Key witness recalls confession

| 25/07/2014 | 0 Comments

(CNS): Marlon Dillon, the crown’s key witness in the Robert Macford Bush murder trial, surprised the court by introducing details that he had not previously given in any statement to the police or at the pre-trial preparation with the prosecution a week ago, adding information (or, as the defence maintained, embellishing the lie) to his claims that Brian Borden told him that he had murdered Bush, and David Tomasa had confessed to him that he had supplied the ammunition for the murder. On Wednesday he added to his expected testimony, as laid out by prosecutor Andrew Radcliffe, QC, in his opening statement, and said that Borden had also told him that after the murder he had run home, hidden both the shotgun and the handgun used to shoot Bush and then had taken a shower with bleach to wash off the gunshot residue in case he was picked up by the police.
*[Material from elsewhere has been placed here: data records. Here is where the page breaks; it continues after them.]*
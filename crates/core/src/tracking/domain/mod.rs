pub mod face_localizer;
pub mod tracker_pool;
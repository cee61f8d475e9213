//! WebSocket client side of the count stream.

use anyhow::{Context, Result};
use futures_util::StreamExt;
use tokio::sync::mpsc;
use tokio_tungstenite::{connect_async, tungstenite::Message};
use tracing::{debug, info, warn};

use crate::session::Frame;

/// Connects to `url` and forwards every data frame into `frames`.
///
/// Always finishes by queueing `Frame::Closed`, unless the session has
/// already gone away.
pub async fn connect(url: &str, frames: mpsc::Sender<Frame>) -> Result<()> {
    let (mut socket, _) = match connect_async(url).await {
        Ok(connected) => connected,
        Err(err) => {
            let _ = frames.send(Frame::Closed).await;
            return Err(err).with_context(|| format!("Failed to connect to {url}"));
        }
    };
    info!(url, "connected to count server");

    while let Some(message) = socket.next().await {
        let frame = match message {
            Ok(Message::Text(text)) => Frame::Text(text),
            Ok(Message::Binary(bytes)) => Frame::Binary(bytes),
            Ok(Message::Close(reason)) => {
                debug!(?reason, "server closed the socket");
                break;
            }
            Ok(_) => continue,
            Err(err) => {
                warn!(error = %err, "socket error");
                break;
            }
        };
        if frames.send(frame).await.is_err() {
            debug!("session dropped its queue");
            return Ok(());
        }
    }

    let _ = frames.send(Frame::Closed).await;
    info!(url, "disconnected from count server");
    Ok(())
}
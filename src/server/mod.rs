mod lobby;

use std::{
    future::Future,
    net::SocketAddr,
    sync::{Arc, Mutex, MutexGuard, PoisonError},
};

use anyhow::{Context, Result};
use axum::{
    extract::{
        ws::{Message, WebSocket, WebSocketUpgrade},
        State,
    },
    response::Response,
    routing::get,
    Router,
};
use futures_util::{SinkExt, StreamExt};
use tokio::{net::TcpListener, sync::broadcast};
use tokio_stream::wrappers::{errors::BroadcastStreamRecvError, BroadcastStream};
use tracing::{debug, info, warn};

use crate::protocol::encode_count;

pub use lobby::{Lobby, PlayerId};

struct AppState {
    broadcaster: broadcast::Sender<String>,
    lobby: Mutex<Lobby>,
}

impl AppState {
    fn lobby(&self) -> MutexGuard<'_, Lobby> {
        self.lobby.lock().unwrap_or_else(PoisonError::into_inner)
    }

    /// Must be called with the lobby guard held, so broadcasts go out in the
    /// same order as the joins and leaves that produced them.
    fn announce(&self, _lobby: &MutexGuard<'_, Lobby>, count: usize) {
        if let Ok(payload) = encode_count(count) {
            // No receivers just means nobody is listening yet.
            let _ = self.broadcaster.send(payload);
        }
    }
}

pub struct ServerConfig {
    pub host: String,
    pub port: u16,
}

pub async fn run(config: ServerConfig) -> Result<()> {
    let addr: SocketAddr = format!("{}:{}", config.host, config.port)
        .parse()
        .with_context(|| format!("Invalid listen address {}:{}", config.host, config.port))?;
    let listener = TcpListener::bind(addr)
        .await
        .with_context(|| format!("Failed to bind {addr}"))?;
    info!(%addr, "count server listening (Ctrl+C to stop)");
    serve(listener, shutdown_signal()).await
}

/// Serves the count stream on an already bound listener.
pub async fn serve(
    listener: TcpListener,
    shutdown: impl Future<Output = ()> + Send + 'static,
) -> Result<()> {
    let (tx, _) = broadcast::channel::<String>(512);
    let state = Arc::new(AppState {
        broadcaster: tx,
        lobby: Mutex::new(Lobby::new()),
    });
    let router = Router::new().route("/", get(upgrade)).with_state(state);

    axum::serve(listener, router)
        .with_graceful_shutdown(shutdown)
        .await?;
    Ok(())
}

async fn shutdown_signal() {
    let _ = tokio::signal::ctrl_c().await;
    info!("shutting down count server");
}

async fn upgrade(ws: WebSocketUpgrade, State(state): State<Arc<AppState>>) -> Response {
    ws.on_upgrade(move |socket| player_session(socket, state))
}

async fn player_session(socket: WebSocket, state: Arc<AppState>) {
    // Subscribe before joining so the newcomer hears its own arrival.
    let mut updates = BroadcastStream::new(state.broadcaster.subscribe());
    let id = {
        let mut lobby = state.lobby();
        let (id, count) = lobby.join();
        state.announce(&lobby, count);
        info!(player = %id, count, "player joined");
        id
    };

    let (mut outbound, mut inbound) = socket.split();
    loop {
        tokio::select! {
            update = updates.next() => match update {
                Some(Ok(payload)) => {
                    if outbound.send(Message::Text(payload)).await.is_err() {
                        break;
                    }
                }
                Some(Err(BroadcastStreamRecvError::Lagged(skipped))) => {
                    warn!(player = %id, skipped, "player fell behind on count updates");
                }
                None => break,
            },
            message = inbound.next() => match message {
                Some(Ok(Message::Text(text))) => inspect_client_frame(id, text.as_bytes()),
                Some(Ok(Message::Binary(bytes))) => inspect_client_frame(id, &bytes),
                Some(Ok(Message::Close(_))) | None => break,
                Some(Ok(_)) => {}
                Some(Err(err)) => {
                    warn!(player = %id, error = %err, "socket error");
                    break;
                }
            },
        }
    }

    let mut lobby = state.lobby();
    if let Some(count) = lobby.leave(id) {
        state.announce(&lobby, count);
        info!(player = %id, count, "player left");
    }
}

/// Clients have nothing to say yet; frames are only checked for being JSON.
fn inspect_client_frame(id: PlayerId, payload: &[u8]) {
    match serde_json::from_slice::<serde_json::Value>(payload) {
        Ok(value) => debug!(player = %id, %value, "client frame"),
        Err(err) => warn!(player = %id, error = %err, "malformed client frame"),
    }
}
When he took the stand on Wednesday, Dillon also said, as he recounted Borden’s alleged confession, that Borden had told him that the funeral home which dealt with the body of Robert Bush had stuffed his face with cotton wool because part of it had been blown off by the shotgun.

Challenging him on this new information, Trevor Burke, QC, heading the defence for Brian Borden, asked him, if this was true, how could he possibly have forgotten it? When pressed, Dillon said he had remembered these new details on the 18 or 19 July 2014, a few days before the trial started, but could not explain why he had not remembered it before or why, having suddenly remembered he did not make an effort to make a new official statement.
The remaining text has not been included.